> _DATA IN THIS EXERCISE_:
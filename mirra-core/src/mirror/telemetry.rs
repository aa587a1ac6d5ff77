//! Frame-cadence telemetry.
//!
//! Tracks inter-frame deltas over a rolling one-second window and emits a
//! [`CadenceSummary`] (fps, min/avg/max delta) each time the window
//! expires. The last frame of an expired window becomes the anchor of the
//! next one, so no frame time is lost at window boundaries.
//!
//! Timestamps are nanoseconds on the tracker's own monotonic clock
//! ([`FrameCadence::now_nanos`]). Creating or resetting a tracker anchors
//! the window at the current instant, so the first frame after either is
//! already a counted delta.
//!
//! [`FrameCadence`] is a cheap cloneable handle. Frames arrive on the
//! platform's capture callback context while `reset()` comes from session
//! teardown; every mutation goes through one mutex.

use std::sync::Arc;
use std::time::{Duration, Instant};

use parking_lot::Mutex;
use serde::Serialize;
use tokio::sync::broadcast;
use tracing::{debug, info, warn};

const NANOS_PER_MILLI: f64 = 1_000_000.0;

/// Shortest window accepted by [`FrameCadence::with_window`].
pub const MIN_WINDOW: Duration = Duration::from_millis(1);

/// A single delivered frame. Only ever feeds the open window.
#[derive(Debug, Clone, Copy, PartialEq, Eq)]
pub struct FrameSample {
    pub timestamp_nanos: i64,
}

/// One emitted window summary.
#[derive(Debug, Clone, Copy, PartialEq, Serialize)]
pub struct CadenceSummary {
    pub fps: f64,
    pub frames: u32,
    pub min_ms: f64,
    pub avg_ms: f64,
    pub max_ms: f64,
    pub window_ms: f64,
}

#[derive(Debug, Default)]
struct Window {
    start: i64,
    last: i64,
    frames: u32,
    min_delta: i64,
    max_delta: i64,
    total_delta: i64,
}

impl Window {
    fn anchored_at(ts: i64) -> Self {
        Self {
            start: ts,
            last: ts,
            ..Self::default()
        }
    }

    fn anchor(&mut self, ts: i64) {
        *self = Self {
            start: ts,
            last: ts,
            ..Self::default()
        };
    }

    fn record(&mut self, delta: i64) {
        if self.frames == 0 {
            self.min_delta = delta;
            self.max_delta = delta;
        } else {
            self.min_delta = self.min_delta.min(delta);
            self.max_delta = self.max_delta.max(delta);
        }
        self.frames += 1;
        self.total_delta += delta;
    }

    fn summarize(&self, elapsed: i64) -> CadenceSummary {
        let secs = elapsed as f64 / 1_000_000_000.0;
        CadenceSummary {
            fps: self.frames as f64 / secs,
            frames: self.frames,
            min_ms: self.min_delta as f64 / NANOS_PER_MILLI,
            avg_ms: self.total_delta as f64 / self.frames as f64 / NANOS_PER_MILLI,
            max_ms: self.max_delta as f64 / NANOS_PER_MILLI,
            window_ms: elapsed as f64 / NANOS_PER_MILLI,
        }
    }
}

struct Inner {
    window: Mutex<Window>,
    last_summary: Mutex<Option<CadenceSummary>>,
    window_len: i64,
    epoch: Instant,
    feed: broadcast::Sender<CadenceSummary>,
}

/// Rolling-window frame cadence tracker.
#[derive(Clone)]
pub struct FrameCadence {
    inner: Arc<Inner>,
}

impl FrameCadence {
    /// Create a tracker with a 1-second window.
    pub fn new() -> Self {
        Self::with_window(Duration::from_secs(1))
    }

    /// Create a tracker with a custom window duration, at least
    /// [`MIN_WINDOW`].
    pub fn with_window(window: Duration) -> Self {
        if window < MIN_WINDOW {
            warn!(?window, "cadence window too short, using {MIN_WINDOW:?}");
        }
        let window = window.max(MIN_WINDOW);
        let (feed, _) = broadcast::channel(64);
        Self {
            inner: Arc::new(Inner {
                window: Mutex::new(Window::anchored_at(0)),
                last_summary: Mutex::new(None),
                window_len: window.as_nanos() as i64,
                epoch: Instant::now(),
                feed,
            }),
        }
    }

    /// Monotonic nanoseconds on this tracker's clock.
    pub fn now_nanos(&self) -> i64 {
        self.inner.epoch.elapsed().as_nanos() as i64
    }

    /// Record a frame delivered right now.
    pub fn mark_frame(&self) -> Option<CadenceSummary> {
        self.on_frame(self.now_nanos())
    }

    /// Record a frame delivered at `timestamp_nanos`.
    pub fn on_frame(&self, timestamp_nanos: i64) -> Option<CadenceSummary> {
        self.record(FrameSample { timestamp_nanos })
    }

    /// Add `sample` to the open window.
    ///
    /// Returns the summary if this sample closed the window.
    pub fn record(&self, sample: FrameSample) -> Option<CadenceSummary> {
        let timestamp_nanos = sample.timestamp_nanos;
        let summary = {
            let mut w = self.inner.window.lock();
            let delta = timestamp_nanos - w.last;
            if delta < 0 {
                debug!(delta, "out-of-order frame timestamp ignored");
                return None;
            }
            w.record(delta);
            w.last = timestamp_nanos;

            let elapsed = timestamp_nanos - w.start;
            if elapsed < self.inner.window_len {
                return None;
            }
            let summary = w.summarize(elapsed);
            w.anchor(timestamp_nanos);
            summary
        };

        info!(
            target: "mirra::cadence",
            frames = summary.frames,
            "{:.1} fps, frame delta min/avg/max {:.2}/{:.2}/{:.2} ms",
            summary.fps,
            summary.min_ms,
            summary.avg_ms,
            summary.max_ms
        );
        *self.inner.last_summary.lock() = Some(summary);
        // No subscribers is fine.
        let _ = self.inner.feed.send(summary);
        Some(summary)
    }

    /// Encoder/queue error: log it and start a fresh window.
    pub fn on_error(&self, cause: &str) {
        warn!(target: "mirra::cadence", "frame source error: {cause}");
        self.reset();
    }

    /// Drop the current window and start a new one now.
    pub fn reset(&self) {
        self.reset_at(self.now_nanos());
    }

    /// Drop the current window and anchor the next one at `timestamp_nanos`.
    pub fn reset_at(&self, timestamp_nanos: i64) {
        self.inner.window.lock().anchor(timestamp_nanos);
    }

    /// Frames counted in the open window.
    pub fn pending_frames(&self) -> u32 {
        self.inner.window.lock().frames
    }

    /// Most recently emitted summary.
    pub fn last_summary(&self) -> Option<CadenceSummary> {
        *self.inner.last_summary.lock()
    }

    /// Receive every summary emitted from now on.
    pub fn subscribe(&self) -> broadcast::Receiver<CadenceSummary> {
        self.inner.feed.subscribe()
    }
}

impl Default for FrameCadence {
    fn default() -> Self {
        Self::new()
    }
}

// ── Tests ────────────────────────────────────────────────────────

#[cfg(test)]
mod tests {
    use super::*;

    const FRAME_NS: i64 = 16_670_000;

    /// Feed 60 frames spaced one 60 Hz interval apart, starting at `base`.
    fn feed_sixty(cadence: &FrameCadence, base: i64) -> Vec<CadenceSummary> {
        (1..=60)
            .filter_map(|i| cadence.on_frame(base + i * FRAME_NS))
            .collect()
    }

    fn assert_sixty_fps(s: &CadenceSummary) {
        assert!((s.fps - 60.0).abs() <= 0.5, "fps = {}", s.fps);
        for v in [s.min_ms, s.avg_ms, s.max_ms] {
            assert!((v - 16.67).abs() <= 1.0, "delta = {v}");
        }
    }

    #[test]
    fn sixty_frames_emit_one_summary() {
        let cadence = FrameCadence::new();
        let mut feed = cadence.subscribe();
        let base = cadence.now_nanos();

        let emitted = feed_sixty(&cadence, base);

        assert_eq!(emitted.len(), 1);
        assert_sixty_fps(&emitted[0]);
        assert_eq!(feed.try_recv().unwrap(), emitted[0]);
    }

    #[test]
    fn sixty_frames_after_reset_emit_one_summary() {
        let cadence = FrameCadence::new();
        feed_sixty(&cadence, cadence.now_nanos());
        cadence.on_frame(cadence.now_nanos() + 61 * FRAME_NS);

        cadence.reset();
        assert_eq!(cadence.pending_frames(), 0);
        let base = cadence.now_nanos();
        let emitted = feed_sixty(&cadence, base);

        assert_eq!(emitted.len(), 1);
        assert_sixty_fps(&emitted[0]);
    }

    #[test]
    fn window_below_one_second_stays_open() {
        let cadence = FrameCadence::new();
        cadence.reset_at(0);
        for i in 1..=59 {
            assert!(cadence.on_frame(i * FRAME_NS).is_none());
        }
        assert_eq!(cadence.pending_frames(), 59);
        assert!(cadence.last_summary().is_none());
    }

    #[test]
    fn first_frame_is_counted() {
        let cadence = FrameCadence::new();
        assert!(cadence.mark_frame().is_none());
        assert_eq!(cadence.pending_frames(), 1);
    }

    #[test]
    fn boundary_frame_anchors_next_window() {
        let cadence = FrameCadence::new();
        cadence.reset_at(0);
        for i in 1..=60 {
            cadence.on_frame(i * FRAME_NS);
        }
        // Next window starts at frame 60, so frame 61 is a normal delta.
        cadence.on_frame(61 * FRAME_NS);
        assert_eq!(cadence.pending_frames(), 1);
    }

    #[test]
    fn min_max_track_jitter() {
        let cadence = FrameCadence::new();
        cadence.reset_at(0);
        cadence.on_frame(10_000_000);
        cadence.on_frame(40_000_000);
        let s = cadence.on_frame(1_000_000_000).unwrap();
        assert_eq!(s.frames, 3);
        assert!((s.min_ms - 10.0).abs() < 1e-9);
        assert!((s.max_ms - 960.0).abs() < 1e-9);
    }

    #[test]
    fn error_resets_window() {
        let cadence = FrameCadence::new();
        cadence.reset_at(0);
        cadence.on_frame(FRAME_NS);
        cadence.on_frame(2 * FRAME_NS);
        cadence.on_error("codec reset");
        assert_eq!(cadence.pending_frames(), 0);
        cadence.mark_frame();
        assert_eq!(cadence.pending_frames(), 1);
    }

    #[test]
    fn out_of_order_frame_ignored() {
        let cadence = FrameCadence::new();
        cadence.reset_at(1_000);
        assert!(cadence.on_frame(500).is_none());
        assert_eq!(cadence.pending_frames(), 0);
    }

    #[test]
    fn zero_window_is_clamped() {
        let cadence = FrameCadence::with_window(Duration::ZERO);
        cadence.reset_at(0);
        assert!(cadence.on_frame(0).is_none());
        let s = cadence.on_frame(MIN_WINDOW.as_nanos() as i64).unwrap();
        assert!(s.fps.is_finite(), "fps = {}", s.fps);
        assert!(s.window_ms >= 1.0);
    }

    #[test]
    fn summary_serializes_as_json() {
        let cadence = FrameCadence::new();
        cadence.reset_at(0);
        let s = cadence.on_frame(1_000_000_000).unwrap();
        let json: serde_json::Value = serde_json::to_value(s).unwrap();
        assert_eq!(json["frames"], 1);
        assert_eq!(json["window_ms"], 1000.0);
    }

    #[test]
    fn concurrent_writers() {
        let cadence = FrameCadence::new();
        let handles: Vec<_> = (0..4)
            .map(|_| {
                let c = cadence.clone();
                std::thread::spawn(move || {
                    for _ in 0..250 {
                        c.mark_frame();
                    }
                })
            })
            .collect();
        let resetter = {
            let c = cadence.clone();
            std::thread::spawn(move || {
                for _ in 0..50 {
                    c.reset();
                }
            })
        };
        for h in handles {
            h.join().unwrap();
        }
        resetter.join().unwrap();
        assert!(cadence.pending_frames() <= 1000);
    }
}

> _PROMPT_:
Please reproduce the lines from the line with "pub fn record(&self, sample: FrameSample)" to the line with "if delta < 0", both ends included, exactly as they appear above.

> _PROBLEM SOLUTION_:
    pub fn record(&self, sample: FrameSample) -> Option<CadenceSummary> {
        let timestamp_nanos = sample.timestamp_nanos;
        let summary = {
            let mut w = self.inner.window.lock();
            let delta = timestamp_nanos - w.last;
            if delta < 0 {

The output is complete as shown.